Tuesday, February 12, 2008

In Bruges: A GOOD Colin Ferrell flick?

After many years of going to the movies, I still look forward to the new openings every Friday. Back in the day, I was hardcore action flicks: Bruce Lee, Charles Bronson, Arnold, Stallone, etc. As time goes on, I've been more and more attracted to art house and foreign films. Don't get me wrong, I'm definitely looking forward to Indiana Jones, Iron Man, the new Batman and of course, 007, but the films in between the big boys are the ones that tend to stick with me.
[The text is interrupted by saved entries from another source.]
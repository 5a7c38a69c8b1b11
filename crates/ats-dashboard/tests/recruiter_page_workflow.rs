//! End-to-end scenarios for the recruiter and submission pages, driven through the public
//! controller and storage accessor against an in-memory object store.

use std::sync::Arc;

use ats_dashboard::pages::{
    ActionRequest, EntityPage, FormFields, PageAction, PageCommand, PageError, PageQuery,
};
use ats_dashboard::records::{
    EditableRecord, Record, RecordId, Recruiter, RecruiterForm, Submission, SubmissionStatus,
};
use ats_dashboard::storage::{StorageAccessor, StorageError};
use object_store::memory::InMemory;
use object_store::path::Path;
use object_store::{ObjectStore, PutPayload};

const ROSTER: &str = "\
Recruiter_Id,Name,Email,Phone_Number,Location,Designation
2,Ada Park,ada@example.com,555-010-0001,Dallas,Recruiter
7,Sam Lee,sam@example.com,,Remote,Lead Recruiter
5,Kim Cho,kim@example.com,555-010-0005,Austin,Sourcer
";

async fn seeded(resource: &str, csv: &str) -> (Arc<InMemory>, Arc<StorageAccessor>) {
    let store = Arc::new(InMemory::new());
    store
        .put(&Path::from(resource), PutPayload::from(csv.as_bytes().to_vec()))
        .await
        .expect("seed object");
    let storage = Arc::new(StorageAccessor::new(store.clone()));
    (store, storage)
}

async fn stored_text(store: &InMemory, resource: &str) -> String {
    let bytes = store
        .get(&Path::from(resource))
        .await
        .expect("object exists")
        .bytes()
        .await
        .expect("read object");
    String::from_utf8(bytes.to_vec()).expect("utf8 csv")
}

fn fields(pairs: &[(&str, &str)]) -> FormFields {
    FormFields::new(
        pairs
            .iter()
            .map(|(key, value)| (key.to_string(), value.to_string()))
            .collect(),
    )
}

#[tokio::test]
async fn adding_jane_doe_after_id_seven_assigns_eight() {
    let (store, storage) = seeded(Recruiter::RESOURCE, ROSTER).await;
    let page = EntityPage::<Recruiter>::new(storage);

    let request = ActionRequest::<Recruiter>::from_form(
        PageAction::Add,
        &fields(&[
            ("name", "Jane Doe"),
            ("email", "jane@example.com"),
            ("phone_number", "5551234567"),
            ("location", "Chicago"),
            ("designation", "Recruiter"),
        ]),
    )
    .expect("form parses");
    let outcome = page.submit(request).await.expect("add persists");

    assert_eq!(outcome.id, RecordId(8));
    assert!(outcome.reload_requested);

    let text = stored_text(&store, Recruiter::RESOURCE).await;
    assert!(text.starts_with(ROSTER), "existing rows are rewritten unchanged");
    assert!(text.ends_with("8,Jane Doe,jane@example.com,555-123-4567,Chicago,Recruiter\n"));
}

#[tokio::test]
async fn missing_resource_shows_empty_declared_table() {
    let storage = Arc::new(StorageAccessor::in_memory());
    let page = EntityPage::<Recruiter>::new(storage);

    let view = page.view(&PageQuery::default()).await.expect("view renders");

    assert!(view.missing);
    assert!(view.results.is_empty());
    assert_eq!(view.columns, Recruiter::COLUMNS.to_vec());
}

#[tokio::test]
async fn edit_round_trip_leaves_other_rows_byte_identical() {
    let (store, storage) = seeded(Recruiter::RESOURCE, ROSTER).await;
    let page = EntityPage::<Recruiter>::new(storage);

    let view = page
        .view(&PageQuery {
            search: "7".to_string(),
            action: PageAction::Edit,
            selected: Some(RecordId(7)),
        })
        .await
        .expect("view");
    let mut changes = view.selected.as_ref().expect("row 7 selected").edit_form();
    changes.phone_number = "5559876543".to_string();

    page.submit(ActionRequest {
        search: view.search.clone(),
        version_token: Some(view.version_token()),
        command: PageCommand::Edit {
            id: RecordId(7),
            changes,
        },
    })
    .await
    .expect("edit persists");

    let text = stored_text(&store, Recruiter::RESOURCE).await;
    let lines: Vec<&str> = text.lines().collect();
    let original: Vec<&str> = ROSTER.lines().collect();
    assert_eq!(lines.len(), original.len());
    assert_eq!(lines[0], original[0]);
    assert_eq!(lines[1], original[1]);
    assert_eq!(
        lines[2],
        "7,Sam Lee,sam@example.com,555-987-6543,Remote,Lead Recruiter"
    );
    assert_eq!(lines[3], original[3]);
}

#[tokio::test]
async fn remove_deletes_only_the_selected_identifier() {
    let (_store, storage) = seeded(Recruiter::RESOURCE, ROSTER).await;
    let page = EntityPage::<Recruiter>::new(storage.clone());

    let outcome = page
        .submit(ActionRequest::new(PageCommand::Remove { id: RecordId(5) }))
        .await
        .expect("remove persists");
    assert_eq!(outcome.message, "Recruiter ID 5 removed successfully!");

    let snapshot = storage.load::<Recruiter>().await.expect("reload");
    assert_eq!(snapshot.table.len(), 2);
    assert!(!snapshot.table.contains(RecordId(5)));

    let err = page
        .submit(ActionRequest::new(PageCommand::Remove { id: RecordId(5) }))
        .await
        .expect_err("already removed");
    assert!(matches!(err, PageError::NotSelectable { id: RecordId(5) }));
}

#[tokio::test]
async fn concurrent_adds_do_not_clobber_each_other() {
    let (_store, storage) = seeded(Recruiter::RESOURCE, ROSTER).await;
    let page = EntityPage::<Recruiter>::new(storage.clone());

    let first_session = page.view(&PageQuery::default()).await.expect("first view");
    let second_session = page.view(&PageQuery::default()).await.expect("second view");

    let add = |token: String, name: &str| ActionRequest::<Recruiter> {
        search: String::new(),
        version_token: Some(token),
        command: PageCommand::Add {
            draft: RecruiterForm {
                name: name.to_string(),
                ..RecruiterForm::default()
            },
        },
    };

    page.submit(add(first_session.version_token(), "First"))
        .await
        .expect("first add wins");
    let err = page
        .submit(add(second_session.version_token(), "Second"))
        .await
        .expect_err("second add conflicts");
    assert!(matches!(
        err,
        PageError::Storage(StorageError::Conflict { .. })
    ));

    let snapshot = storage.load::<Recruiter>().await.expect("reload");
    assert_eq!(snapshot.table.len(), 4);
    assert_eq!(
        snapshot.table.get(RecordId(8)).map(|row| row.name.as_str()),
        Some("First")
    );
}

#[tokio::test]
async fn submissions_search_by_client_and_edit_notes() {
    let csv = "\
Job_Id,Date_of_Submission,Client_Name,Job_Title,Candidate_City,Candidate_State,Candidate_Country,Visa,Recruiter,Pay_Rate,Status,Notes
1,2024-04-02,Globex,Rust Engineer,Austin,TX,USA,GC,Ada Park,$70/hr,['Submitted'],
2,2024-04-03,Initech,Analyst,Dallas,TX,USA,H1B,Sam Lee,$55/hr,\"['Initial discussion', 'Interview']\",first call done
";
    let (_store, storage) = seeded(Submission::RESOURCE, csv).await;
    let page = EntityPage::<Submission>::new(storage.clone());

    let view = page
        .view(&PageQuery {
            search: "INIT".to_string(),
            ..PageQuery::default()
        })
        .await
        .expect("view");
    assert_eq!(view.selectable_ids(), vec![RecordId(2)]);

    let request = ActionRequest::<Submission>::from_form(
        PageAction::Edit,
        &fields(&[
            ("search", "INIT"),
            ("selected", "2"),
            ("notes", "interview booked"),
        ]),
    )
    .expect("form parses");
    let outcome = page.submit(request).await.expect("notes saved");
    assert_eq!(outcome.message, "Notes updated for Job ID 2!");

    let snapshot = storage.load::<Submission>().await.expect("reload");
    let edited = snapshot.table.get(RecordId(2)).expect("row 2");
    assert_eq!(edited.notes, "interview booked");
    assert!(edited.status.contains(SubmissionStatus::Interview));
    assert_eq!(snapshot.table.get(RecordId(1)).expect("row 1").notes, "");
}

#[tokio::test]
async fn add_after_the_largest_identifier_is_rejected_without_writing() {
    let csv = "\
Recruiter_Id,Name,Email,Phone_Number,Location,Designation
18446744073709551615,Max,,,,
";
    let (store, storage) = seeded(Recruiter::RESOURCE, csv).await;
    let page = EntityPage::<Recruiter>::new(storage);

    let err = page
        .submit(ActionRequest::new(PageCommand::Add {
            draft: RecruiterForm {
                name: "Overflow".to_string(),
                ..RecruiterForm::default()
            },
        }))
        .await
        .expect_err("no identifier left");
    assert!(matches!(err, PageError::IdentifiersExhausted));

    assert_eq!(stored_text(&store, Recruiter::RESOURCE).await, csv);
}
'In Bruges', the new film starring Colin Ferrell, Ralph Fiennes and Brendan Gleeson is a small film set in Bruges, Belgium and it packs its own, quirky, weird but effective punch.

Ferrell and Gleeson are two small time hitmen who are sent to Bruges to cool off after a hit in London goes wrong. Ferrell is a rookie killer who hates Bruges, with a guilty conscience, while Gleeson is the veteran who's tired and is fond of the quaintness of Bruges. Late in the film, Fiennes appears as the boss who has issues to resolve with both men, leading to an unpredictable but satisfying climax.
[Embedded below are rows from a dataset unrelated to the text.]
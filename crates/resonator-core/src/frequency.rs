//! Frequency module - the validated frequency axis of a measurement
//!
//! Values are stored in Hz.

use crate::error::{ResonatorError, Result};

/// A validated frequency axis
#[derive(Debug, Clone)]
pub struct Frequency {
    /// Frequency vector in Hz
    f: Vec<f64>,
}

impl Frequency {
    /// Create from frequencies in Hz, rejecting non-positive or non-finite values
    ///
    /// # Example
    /// ```
    /// use resonator_core::frequency::Frequency;
    /// let freq = Frequency::from_hz(vec![6e9, 7e9, 8e9]).unwrap();
    /// assert_eq!(freq.npoints(), 3);
    /// ```
    pub fn from_hz(f: impl Into<Vec<f64>>) -> Result<Self> {
        let f = f.into();
        validate(&f)?;
        Ok(Self { f })
    }

    /// Get frequency vector in Hz
    #[inline]
    pub fn f(&self) -> &[f64] {
        &self.f
    }

    #[inline]
    pub fn npoints(&self) -> usize {
        self.f.len()
    }
}

/// Check that a frequency array is non-empty with finite, positive entries
pub fn validate(f: &[f64]) -> Result<()> {
    if f.is_empty() {
        return Err(ResonatorError::EmptyData);
    }
    match f.iter().position(|&x| !(x.is_finite() && x > 0.0)) {
        Some(index) => Err(ResonatorError::InvalidFrequency {
            index,
            value: f[index],
        }),
        None => Ok(()),
    }
}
Colin Ferrell burst on the scene several years ago in Joel Schumacher's underrated and little seen, 'Tigerland'. He immediately showed signs of being an interesting personality with considerable acting skills to match. Farrell quickly became Hollywood's latest bad boy,landing in the tabloids with regularity. He made many more movies, one more forgettable than the last until he bottomed out with Oliver Stone's 'Alexander the Great'. Farrell also became a father and did a brief stint in rehab, coming out if it all a bit more adult and more selective about his work.

Seen last month in Woody Allen's thriller 'Cassandra's Dream', Farrell was convincing as man deep in trouble that he wasn't smart enough to get himself out of. Now with his performance in 'Bruges', Farrell shows a variety of shades as the off kilter killer. At once funny, outrageous and pathetic, Farrell creates a character that you should be repulsed by, but you find yourself hoping he can pull it all off.

Gleeson, one of the best character actors working today, doesn't strike one false note. Content with being Farrell's straight man, he brings enormous pathos to his slump shouldered character.

The other surprise of the film is Fiennes, who jumps at the opportunity to play someone totally opposite of the type of roles that he's known for. Rude, vulgar but embued with his own peculiar sense of honor, Fiennes character is cut from the same cloth as Ben Kingsley's scary killer in the memorable 'Sexy Beast'.

There's also a love story and a subplot with a midget that ultimately pulls the story all together. 'In Bruges' is a perfect example of the ideal way to see a small, indie type flick: not much hype, no big expectations, that results in just a nice night out at the movies.